Numerical investigation of cavitation generated by an ultrasonic dental scaler tip vibrating in a compressible liquid

This study presents a numerical investigation of cavitation generated by an ultrasonic dental scaler tip vibrating in a compressible liquid using the finite element method.

The research addresses the problem of bacterial biofilm accumulation around dental implants, which can lead to peri-implant diseases and implant failure. While cavitation from ultrasonic scaler tips could potentially remove debris without damaging implant surfaces, current instruments provide insufficient cavitation.

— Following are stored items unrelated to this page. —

//! 메일 발송 모듈

pub mod mailer;

pub use mailer::{MailSender, Mailer};
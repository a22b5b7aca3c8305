//! JWT 토큰 모델

pub mod token;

The researchers developed a three-dimensional model using ABAQUS software to simulate the interaction between the vibrating scaler tip, water flow, and cavitation formation. After validating their model against experimental data, they conducted a systematic parametric study examining how frequency, amplitude, and power of tip vibration affect cavitation volume. The results showed that cavitation increases with both frequency and amplitude of vibration. However, when the frequency deviates significantly from the natural frequency of the scaler tip, cavitation around the free end decreases due to reduced vibration amplitude.

This research provides insights for optimizing dental ultrasonic scalers to potentially enable non-contact cleaning of dental implants through enhanced cavitation, offering a novel approach to preventing implant failure without causing surface damage.